Quick Tip: Should you have a ride sharing endorsement on your auto policy?

By August 15, 2016 April 15th, 2018 Quick Tips

Ashely Tavormina, Personal Lines Account Manager, addresses what Uber & Lyft drivers need to know about ride sharing.

With the growing popularity of ride sharing apps, such as Uber and Lyft, many people are now considering becoming a driver. The biggest question that has developed with the increase in drivers is the “insurance gap”. As a driver, while the app is turned off, you are covered under your own personal auto insurance. When driving with a customer for Uber, you are covered by Uber’s insurance. However, the time from when you are logged on to when you pick up a customer has created a huge exposure called the insurance gap.
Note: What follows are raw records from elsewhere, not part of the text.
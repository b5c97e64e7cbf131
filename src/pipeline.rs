//! Request to response: matrix, instance, construction, improvement, extraction.
//!
//! Every call builds its own [`Instance`] and [`Solution`](crate::models::Solution);
//! nothing is shared between requests, so callers may run them concurrently.

use std::time::Instant;

use tracing::{debug, info, instrument, warn};

use crate::config::{BudgetPolicy, SolverConfig};
use crate::constructive::cheapest_insertion;
use crate::distance::{
    check_nodes, validate_projection, CongestionModel, CostMatrix, CostProjector, EstimatorProjector,
    MatrixCache,
};
use crate::error::RoutingError;
use crate::extract::{extract, Plan};
use crate::local_search::LocalSearch;
use crate::models::Instance;
use crate::request::{CostMode, Request, Response};

/// Builds the validated instance a request describes.
///
/// Distances come from `cache` when given. In time mode they are then run
/// through `projector` and the result is validated; a rejected projection
/// fails the request rather than falling back to distances.
pub fn build_instance(
    request: &Request,
    cache: Option<&MatrixCache>,
    projector: &dyn CostProjector,
) -> Result<Instance, RoutingError> {
    let distances = match cache {
        Some(cache) => {
            check_nodes(&request.locations)?;
            cache.get_or_build(&request.points())?
        }
        None => CostMatrix::from_nodes(&request.locations)?,
    };

    let costs = match request.cost_mode {
        CostMode::Distance => {
            if request.time_context.is_some() {
                debug!("time_context ignored in distance mode");
            }
            distances
        }
        CostMode::Time => {
            let context = request.time_context.ok_or_else(|| {
                RoutingError::invalid("cost_mode \"time\" requires a time_context")
            })?;
            context.validate()?;
            let projected = projector.project(&distances, &context)?;
            validate_projection(&distances, &projected)?;
            projected
        }
    };

    Instance::new(request.locations.clone(), request.fleet.clone(), costs)
}

/// Solves a built instance and extracts the plan.
///
/// # Errors
///
/// - [`RoutingError::CapacityInfeasible`] when the fleet cannot carry the
///   demand, detected up front or during construction.
/// - [`RoutingError::BudgetExceeded`] when improvement ran out of budget and
///   `config.budget_policy` is [`BudgetPolicy::Flag`].
#[instrument(skip_all, fields(nodes = instance.nodes().len(), vehicles = instance.fleet().len()))]
pub fn solve(instance: &Instance, config: &SolverConfig) -> Result<Plan, RoutingError> {
    instance.check_capacity()?;

    let mut solution = cheapest_insertion(instance)?;
    debug!(cost = solution.total_cost(), "initial solution constructed");

    let report = LocalSearch::new(instance, config.budget)
        .with_diversification(config.diversification)
        .improve(&mut solution);
    debug_assert!(solution.violations(instance).is_empty());

    let plan = extract(instance, &solution, config.unused_vehicles);
    if report.budget_exhausted {
        warn!(moves = report.moves, "improvement stopped on its budget");
        if config.budget_policy == BudgetPolicy::Flag {
            return Err(RoutingError::BudgetExceeded {
                plan: Box::new(plan),
            });
        }
    }
    Ok(plan)
}

/// Runs optimization requests under one configuration.
///
/// # Examples
///
/// ```
/// use commute_routing::config::FleetSpec;
/// use commute_routing::models::Node;
/// use commute_routing::pipeline::Optimizer;
/// use commute_routing::request::{Request, Status};
///
/// let locations = vec![
///     Node::depot("OFFICE_DEPOT", 12.9716, 77.5946),
///     Node::new("EMP_1", 12.98, 77.60, 1),
///     Node::new("EMP_2", 12.96, 77.58, 1),
/// ];
/// let request = Request::new(locations, FleetSpec::uniform(2, 2).vehicles());
///
/// let response = Optimizer::default().optimize(&request);
/// assert_eq!(response.status, Status::Ok);
/// let served: usize = response.routes.iter().map(|r| r.sequence.len() - 2).sum();
/// assert_eq!(served, 2);
/// ```
pub struct Optimizer {
    config: SolverConfig,
    cache: Option<MatrixCache>,
    projector: Box<dyn CostProjector>,
}

impl Default for Optimizer {
    fn default() -> Self {
        Self::new(SolverConfig::default())
    }
}

impl Optimizer {
    /// Uses [`CongestionModel`] for time mode and no matrix cache.
    pub fn new(config: SolverConfig) -> Self {
        Self {
            config,
            cache: None,
            projector: Box::new(EstimatorProjector::new(CongestionModel)),
        }
    }

    pub fn with_cache(mut self, cache: MatrixCache) -> Self {
        self.cache = Some(cache);
        self
    }

    /// Replaces the time-mode projector.
    pub fn with_projector(mut self, projector: impl CostProjector + 'static) -> Self {
        self.projector = Box::new(projector);
        self
    }

    pub fn config(&self) -> &SolverConfig {
        &self.config
    }

    /// Runs one request end to end.
    pub fn run(&self, request: &Request) -> Result<Plan, RoutingError> {
        let instance = build_instance(request, self.cache.as_ref(), self.projector.as_ref())?;
        solve(&instance, &self.config)
    }

    /// Like [`Optimizer::run`], with every outcome folded into a [`Response`].
    #[instrument(skip_all, fields(locations = request.locations.len(), mode = ?request.cost_mode))]
    pub fn optimize(&self, request: &Request) -> Response {
        let started = Instant::now();
        let response = match self.run(request) {
            Ok(plan) => Response::ok(plan),
            Err(err) => {
                warn!(%err, "optimization did not produce a plan");
                Response::from_error(err)
            }
        };
        info!(
            status = ?response.status,
            total_cost = response.total_cost,
            routes = response.routes.len(),
            elapsed_ms = started.elapsed().as_millis() as u64,
            "request finished"
        );
        response
    }
}

/// One-off optimization with the default projector.
pub fn optimize(request: &Request, config: &SolverConfig, cache: Option<&MatrixCache>) -> Response {
    let mut optimizer = Optimizer::new(config.clone());
    if let Some(cache) = cache {
        optimizer = optimizer.with_cache(cache.clone());
    }
    optimizer.optimize(request)
}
During this time neither policy will provide coverage in the event of an accident. According to Peter Cartensen, Chairman at the University of Wisconsin Law School, “if coverage for commercial use is prohibited, and the driver gets into an accident while using the vehicle for a commercial purpose, the insurance company would have good legal grounds and most likely will deny a claim”. Many insurance companies are rolling out “Ride Sharing Endorsements”.

These endorsements can be added to your policy to help protect against losses while you are picking up a rider. Each policy is different and will depend on the language in the insurance policy. We suggest speaking to your insurance agent or carrier to discuss whether you current policy would provide such coverage.